So, I awoke this morning to discover 16 more pending sectors on the drive and it hadn't even been used overnight. Coincidentally, or perhaps not, 16 is the initial number of pending sectors reported previously.

I am currently running spin rite in mode 3, read and rewrite all current data in the drive however I'm pretty sure now it is faulty?

Also, according to smart now the throughput performance and seek time performance values are much lower than before. Not enough to trigger a smart alarm but where they were showing as perfect yesterday those values are now weaker.

Thoughts?

Cheers,

Jay


----------



## Elvandil (Aug 1, 2003)

It is the policy of this site to refuse help to people when torrent clients are involved. This thread, in particular, is somewhat of a gray area since your problems seem to be hardware-related. But due to the illegal nature of torrents, you should keep in mind that you are already operating on the borderline.

Some download apps have settings for buffers to prevent intensive disk writes, or disk thrashing when writing too often. If the buffer is set too low, it could increase the amount of disk writes, though it is unlikely that they would exceed the operating parameters of the drive.

It almost sounds like the drives are getting too high a voltage, or too low a current. Both could cause overheating, too. How are they powered, and can you provide alternative power sources?

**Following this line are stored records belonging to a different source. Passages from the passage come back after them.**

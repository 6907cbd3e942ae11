//! Wall-clock abstraction for token issuance and expiry checks.
//!
//! Production code reads the system clock; tests pin time with `ManualClock`
//! so expiry boundaries can be exercised deterministically.

use std::sync::atomic::{AtomicU64, Ordering};
use std::time::{SystemTime, UNIX_EPOCH};

/// Source of the current time.
pub trait Clock: Send + Sync {
    /// Current time in whole seconds since the Unix epoch.
    fn now_secs(&self) -> u64;
}

/// Clock backed by `SystemTime`.
#[derive(Debug, Clone, Copy, Default)]
pub struct SystemClock;

impl Clock for SystemClock {
    fn now_secs(&self) -> u64 {
        // Only fails if the system time is before 1970; treat that as the epoch.
        SystemTime::now()
            .duration_since(UNIX_EPOCH)
            .map_or(0, |duration| duration.as_secs())
    }
}

/// A clock that only moves when told to.
#[derive(Debug, Default)]
pub struct ManualClock {
    now: AtomicU64,
}

impl ManualClock {
    #[must_use]
    pub const fn new(now_secs: u64) -> Self {
        Self {
            now: AtomicU64::new(now_secs),
        }
    }

    pub fn set(&self, now_secs: u64) {
        self.now.store(now_secs, Ordering::SeqCst);
    }

    pub fn advance(&self, secs: u64) {
        self.now.fetch_add(secs, Ordering::SeqCst);
    }
}

impl Clock for ManualClock {
    fn now_secs(&self) -> u64 {
        self.now.load(Ordering::SeqCst)
    }
}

You may have better luck if you try something other than Seagates.


----------



## fluffydemise (Dec 2, 2012)

Hi.

Thank you for your reply.

I hope you understand that torrenting does not equate to piracy! And it is not illegal! It is merely my means of downloading. I specifically left out the nature of what was being downloading but if it helps...linux distros  I know where you are coming from though, I only included that tidbit as it seemed the 'write error' might have been pertinent info.

I'm not even sure if that is the cause of this issue though as I was not using my torrent client yesterday when the new pending sectors occurred and coupled with the considerably lower smart values for throughput performance and seek performance I am suspecting a mechanical fault. I would have no idea how to determine that for sure however.

This current drive is a Hitachi (the model number is included on my smart overviews, attached above)

They are powered with a relatively cheap 550W PSU and no I do not have means to swap it out. However, if it helps, currently I only have one internal drive, the hitachi. Before this I only had one internal drive that was a 250GB seagat barracuda. I still have that drive, my point is that it ran off of this PSU for nearly a year and is in perfect health so I do not reckon the PSU is now the cause of damage to this drive.

If there is anything I can do to test this out with my current PSU I am happy to try anything.

I 

Thanks for your reply!


----------



## Elvandil (Aug 1, 2003)

Torrenting very nearly equates to piracy and is not allowed here (Yes, there are legal uses - we don't allow guns here, either ). It's a _fait accompli_ and will not be redebated. It is something you agreed to when you joined as part of the terms of service and rules. Please keep that in mind because some mods will close threads automatically of they involve torrents or other P2P.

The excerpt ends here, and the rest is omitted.